Excerpts from a dataset:
▼▼▼
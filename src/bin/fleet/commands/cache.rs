//! `fleet cache` command
//!
//! Inspect and clean the per-target dependency cache.

use std::path::Path;

use anyhow::Result;

use super::load_config;
use crate::cli::{CacheArgs, CacheCleanArgs, CacheCommands};
use fleet::cache::FsCacheBackend;
use fleet::core::TargetId;
use fleet::util::fs::format_size;
use fleet::FleetConfig;

pub fn execute(args: CacheArgs, config: Option<&Path>) -> Result<()> {
    let config = load_config(config)?;
    match args.command {
        CacheCommands::List => list_cache(&config),
        CacheCommands::Clean(clean_args) => clean_cache(&config, clean_args),
    }
}

fn list_cache(config: &FleetConfig) -> Result<()> {
    let backend = FsCacheBackend::new(config.cache_dir());
    println!("Cache directory: {}", backend.root().display());
    println!();

    let entries = backend.list()?;
    if entries.is_empty() {
        println!("  (empty)");
        return Ok(());
    }

    let mut total = 0;
    for entry in &entries {
        total += entry.size_bytes;
        println!(
            "  {:<12} {} ({})",
            entry.target,
            entry.fingerprint,
            format_size(entry.size_bytes)
        );
    }
    println!();
    println!("{} entries, {}", entries.len(), format_size(total));
    Ok(())
}

fn clean_cache(config: &FleetConfig, args: CacheCleanArgs) -> Result<()> {
    let backend = FsCacheBackend::new(config.cache_dir());
    let target = args.target.map(TargetId::new).transpose()?;

    let freed = backend.clean(target.as_ref())?;
    match &target {
        Some(id) => eprintln!("     Removed cache for {} ({})", id, format_size(freed)),
        None => eprintln!(
            "     Removed all entries in {} ({})",
            backend.root().display(),
            format_size(freed)
        ),
    }
    Ok(())
}
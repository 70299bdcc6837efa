//! ELF header inspection.
//!
//! Both the toolchain probe and the verification stage need to decide whether
//! a binary was produced for the architecture (and, on 32-bit ARM, the float
//! ABI) a profile declares. Only the file header is read.

use std::fs::File;
use std::io::Read;
use std::path::Path;

use anyhow::{anyhow, Context, Result};
use goblin::elf::header::{ELFCLASS64, EI_CLASS, EM_AARCH64, EM_ARM, EM_X86_64};
use goblin::elf::Elf;

use crate::core::profile::{Architecture, FloatAbi};

/// `e_flags` bits set by EABI5 toolchains.
const EF_ARM_ABI_FLOAT_SOFT: u32 = 0x200;
const EF_ARM_ABI_FLOAT_HARD: u32 = 0x400;

/// Size of an ELF64 file header; ELF32 headers are shorter.
const HEADER_LEN: usize = 64;

/// The identifying fields of an ELF file header.
#[derive(Debug, Clone, Copy, PartialEq, Eq)]
pub struct ElfIdentity {
    pub machine: u16,
    pub is_64: bool,
    pub flags: u32,
}

impl ElfIdentity {
    /// Read the header of the ELF file at `path`.
    pub fn read(path: &Path) -> Result<Self> {
        let mut file =
            File::open(path).with_context(|| format!("failed to open {}", path.display()))?;
        let mut buf = Vec::with_capacity(HEADER_LEN);
        file.by_ref()
            .take(HEADER_LEN as u64)
            .read_to_end(&mut buf)
            .with_context(|| format!("failed to read {}", path.display()))?;
        Self::from_bytes(&buf).with_context(|| format!("{} is not an ELF file", path.display()))
    }

    pub fn from_bytes(bytes: &[u8]) -> Result<Self> {
        let header = Elf::parse_header(bytes).map_err(|e| anyhow!("{}", e))?;
        Ok(ElfIdentity {
            machine: header.e_machine,
            is_64: header.e_ident[EI_CLASS] == ELFCLASS64,
            flags: header.e_flags,
        })
    }

    /// Float ABI recorded in the header, for 32-bit ARM binaries that record one.
    pub fn float_abi(&self) -> Option<FloatAbi> {
        if self.machine != EM_ARM {
            return None;
        }
        if self.flags & EF_ARM_ABI_FLOAT_HARD != 0 {
            Some(FloatAbi::Hard)
        } else if self.flags & EF_ARM_ABI_FLOAT_SOFT != 0 {
            Some(FloatAbi::Soft)
        } else {
            None
        }
    }

    /// Compare against what a profile declares. Returns a description of the
    /// first mismatch.
    pub fn check(&self, architecture: Architecture, float_abi: Option<FloatAbi>) -> Result<(), String> {
        if self.machine != architecture.elf_machine() || self.is_64 != architecture.is_64_bit() {
            return Err(format!(
                "binary is {} but target expects {}",
                self.describe(),
                architecture
            ));
        }

        if let Some(expected) = float_abi {
            match self.float_abi() {
                Some(actual) if actual == expected => {}
                Some(actual) => {
                    return Err(format!(
                        "binary uses the {}-float ABI but target expects {}-float",
                        actual, expected
                    ))
                }
                None => {
                    return Err(format!(
                        "binary records no float ABI but target expects {}-float",
                        expected
                    ))
                }
            }
        }

        Ok(())
    }

    fn describe(&self) -> String {
        let name = match self.machine {
            EM_ARM => "ARM",
            EM_AARCH64 => "AArch64",
            EM_X86_64 => "x86-64",
            _ => return format!("machine {:#x}", self.machine),
        };
        format!("{} ({}-bit)", name, if self.is_64 { 64 } else { 32 })
    }
}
▲▲▲
**PROBLEM TO WORK ON**
Every line above that holds the word "Some" needs to be copied.

**WRITTEN REPLY**
        Some(id) => eprintln!("     Removed cache for {} ({})", id, format_size(freed)),
            Some(FloatAbi::Hard)
            Some(FloatAbi::Soft)
        if let Some(expected) = float_abi {
                Some(actual) if actual == expected => {}
                Some(actual) => {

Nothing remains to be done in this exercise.